Post-Employment Benefits.  The Company sponsors life insurance coverage as well as medical benefits, including prescription drug coverage, to certain retired employees and their spouses.  In 2014, the Company made a change to the plan to terminate post-employment health care and life insurance benefits for all union employees except for a specified grandfathered group.  At December 31, 2019, the plan covered 166 participants, both active and retired.  The post-employment health care benefit is contributory for spouses under certain circumstances.  Otherwise, participant contribution premiums are not required.  The health care plan contains fixed deductibles, co-pays, coinsurance, and out-of-pocket limitations.  The life insurance segment of the plan is noncontributory and is available to retirees only.
 
The Company funds the post-employment benefit on a pay-as-you-go basis, and there are no assets that have been segregated and restricted to provide for post-employment benefits.  Benefit eligibility for the current remaining grandfathered active group (23 employees) is age 62 and 5 years of service. The Company pays claims and premiums as they are submitted.  The Company provides varied levels of benefits to participants depending upon the date of retirement and the location in which the employee worked.  An older group of grandfathered retirees receives lifetime health care coverage.  All other retirees receive coverage to age 65 through continuation of the Company group medical plan and a lump sum advance premium to the MediGap carrier of the retiree’s choice.  Life insurance is available over the lifetime of the retiree in all cases.

As of December 31, 2019 and 2018, total current benefit obligation recorded in Accrued expense on the Consolidated Balance Sheets was $441 and $467, respectively. As of December 31, 2019 and 2018, total noncurrent benefit obligation was $2,509 and $2,595, which was recorded in Other noncurrent liabilities on the Consolidated Balance Sheets, respectively.

Share-Based Compensation Plans.  As of December 31, 2019, the Company was authorized to issue 40,000,000 shares of Common Stock and had a treasury share balance of 1,087,840 at December 31, 2019.
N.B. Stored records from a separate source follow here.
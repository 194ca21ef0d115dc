//! Cursor pagination for list endpoints
//!
//! A page token carries the filter, ordering and offset of the request that
//! started the listing, so follow-up requests only need to send the token.

use base64::Engine;
use base64::engine::general_purpose::URL_SAFE;
use serde::{Deserialize, Serialize};
use thiserror::Error;
use tracing::debug;

use crate::{
    policy::{FilterOptions, PolicyError},
    query::{QueryError, QuerySet},
};

pub const DEFAULT_PAGE_SIZE: u64 = 25;
pub const MAX_PAGE_SIZE: u64 = 100;

#[derive(Debug, Clone, PartialEq, Error)]
pub enum PageTokenError {
    #[error("failed to decode page token, make sure it is from a previous request")]
    InvalidToken,

    #[error("failed to marshal json: {0}")]
    Encode(String),

    #[error("page size cannot be less than 1")]
    PageSizeTooSmall,

    #[error("page size cannot be greater than 100")]
    PageSizeTooLarge,

    #[error("applying order by from page token: {source} ({order_by})")]
    OrderBy {
        source: PolicyError,
        order_by: String,
    },

    #[error("applying filter from page token: {0}")]
    Filter(#[source] QueryError),
}

/// List request fields relevant to pagination.
#[derive(Debug, Clone, Default, PartialEq, Deserialize)]
pub struct PageRequest {
    #[serde(default)]
    pub filter: String,
    /// Comma-separated `field [asc|desc]` list.
    #[serde(default)]
    pub order_by: String,
    /// Zero picks the default page size.
    #[serde(default)]
    pub page_size: i32,
    /// Token returned by the previous page; empty for the first page.
    #[serde(default)]
    pub page_token: String,
}

#[derive(Debug, Clone, Default, PartialEq, Eq, Serialize, Deserialize)]
pub struct PageToken {
    pub offset: u64,
    pub filter: String,
    pub order_by: String,
    pub page_size: u64,
}

impl PageToken {
    /// The request's token if it has one, otherwise a first-page token built
    /// from the request fields.
    pub fn from_request(request: &PageRequest) -> Result<Self, PageTokenError> {
        if !request.page_token.is_empty() {
            return Self::decode(&request.page_token);
        }
        let page_size =
            u64::try_from(request.page_size).map_err(|_| PageTokenError::PageSizeTooSmall)?;
        Ok(PageToken {
            offset: 0,
            filter: request.filter.clone(),
            order_by: request.order_by.clone(),
            page_size,
        })
    }

    /// URL-safe base64 of the token's JSON; empty when the page size is 0.
    pub fn encode(&self) -> Result<String, PageTokenError> {
        if self.page_size == 0 {
            return Ok(String::new());
        }
        let data = serde_json::to_vec(self).map_err(|e| PageTokenError::Encode(e.to_string()))?;
        Ok(URL_SAFE.encode(data))
    }

    pub fn decode(token: &str) -> Result<Self, PageTokenError> {
        let data = URL_SAFE
            .decode(token)
            .map_err(|_| PageTokenError::InvalidToken)?;
        serde_json::from_slice(&data).map_err(|_| PageTokenError::InvalidToken)
    }

    /// Apply ordering, paging and filter to `query`.
    ///
    /// A page size of 0 becomes [`DEFAULT_PAGE_SIZE`].
    pub fn apply<'m>(
        &mut self,
        query: QuerySet<'m>,
        options: &FilterOptions,
    ) -> Result<QuerySet<'m>, PageTokenError> {
        let mut query = query;
        if !self.order_by.is_empty() {
            let terms = options
                .verify_order_by(&self.order_by)
                .map_err(|source| PageTokenError::OrderBy {
                    source,
                    order_by: self.order_by.clone(),
                })?;
            query = query.order_by(terms);
        }

        if self.page_size == 0 {
            self.page_size = DEFAULT_PAGE_SIZE;
        }
        if self.page_size > MAX_PAGE_SIZE {
            return Err(PageTokenError::PageSizeTooLarge);
        }

        query = query.offset(self.offset).limit(self.page_size);
        if !self.filter.is_empty() {
            query = query
                .aip160(&self.filter, options)
                .map_err(PageTokenError::Filter)?;
        }
        Ok(query)
    }

    /// Token for the page after one that returned `fetched` rows out of
    /// `total`; `None` once the listing is exhausted.
    pub fn next(&self, fetched: u64, total: u64) -> Result<Option<String>, PageTokenError> {
        let Some(offset) = self.offset.checked_add(fetched) else {
            debug!(offset = self.offset, fetched, "offset overflow, last page");
            return Ok(None);
        };
        let next = PageToken {
            offset,
            ..self.clone()
        };
        if next.offset >= total {
            debug!(offset = next.offset, total, "last page");
            return Ok(None);
        }
        next.encode().map(Some)
    }
}

impl<'m> QuerySet<'m> {
    /// Prepare this query for one page of `request`.
    ///
    /// Returns the paged query together with the token it was built from;
    /// pass the row count and the total from
    /// [`count_query`](QuerySet::count_query) to [`PageToken::next`] to get
    /// the following page's token.
    pub fn page(
        self,
        request: &PageRequest,
        options: &FilterOptions,
    ) -> Result<(QuerySet<'m>, PageToken), PageTokenError> {
        let mut token = PageToken::from_request(request)?;
        let query = token.apply(self, options)?;
        debug!(offset = token.offset, page_size = token.page_size, "page query");
        Ok((query, token))
    }
}

#[cfg(test)]
mod tests {
    use super::*;

    #[test]
    fn test_zero_page_size_encodes_empty() {
        assert_eq!(PageToken::default().encode().unwrap(), "");
    }

    #[test]
    fn test_decode_garbage() {
        assert_eq!(PageToken::decode("%%%"), Err(PageTokenError::InvalidToken));
        assert_eq!(
            PageToken::decode(&URL_SAFE.encode("not json")),
            Err(PageTokenError::InvalidToken)
        );
    }

    #[test]
    fn test_negative_page_size() {
        let request = PageRequest {
            page_size: -1,
            ..Default::default()
        };
        assert_eq!(
            PageToken::from_request(&request),
            Err(PageTokenError::PageSizeTooSmall)
        );
    }
}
The Company currently has two active share-based compensation plans: the Employee Equity Incentive Plan of 2014 (the "2014 Plan") and the Non-Employee Director Equity Incentive Plan (the "Directors' Plan"). The plans were approved by shareholders at the Company’s annual meeting in May 2014. The 2014 Plan replaced the 2004 Plan. Detail of activities in both plans follows below.

The Company’s share-based compensation plans provide for the awarding of stock options, stock appreciation rights, and shares of restricted stock and RSUs for senior executives and salaried employees, as well as for outside directors.   Compensation expense related to restricted stock awards is based on the market price of the stock on the date the Board of Directors communicates the approved award and is amortized over the vesting period of the restricted stock award. The
Consolidated Statements of Income for 2019, 2018, and 2017 reflect total share-based compensation costs and director fees for awarded grants of $2,424, $2,612, $2,245, respectively, related to these plans.

For long-term incentive awards to be granted in the form of RSUs in 2020 based on 2019 results, the Human Resources and Compensation Committee ("HRCC") determined that the grants would have performance conditions that would be based on the same performance metrics as the Short-Term Incentive Plan (the "STI Plan"). The performance metrics are operating income, earnings before interest, taxes, depreciation, and amortization ("EBITDA"), and EPS. Because management determined at the beginning of 2019 that the performance metrics would most likely be met, amortization of the estimated dollar pool of RSUs to be awarded based on 2019 results was started in the first quarter over an estimated 48 month period, including 12 months to the grant date and an additional 36 months to the vesting date. The Consolidated Statements of Income for 2019, 2018, and 2017 reflects share-based compensation costs for grants to be awarded of $123, $821, and $491, respectively.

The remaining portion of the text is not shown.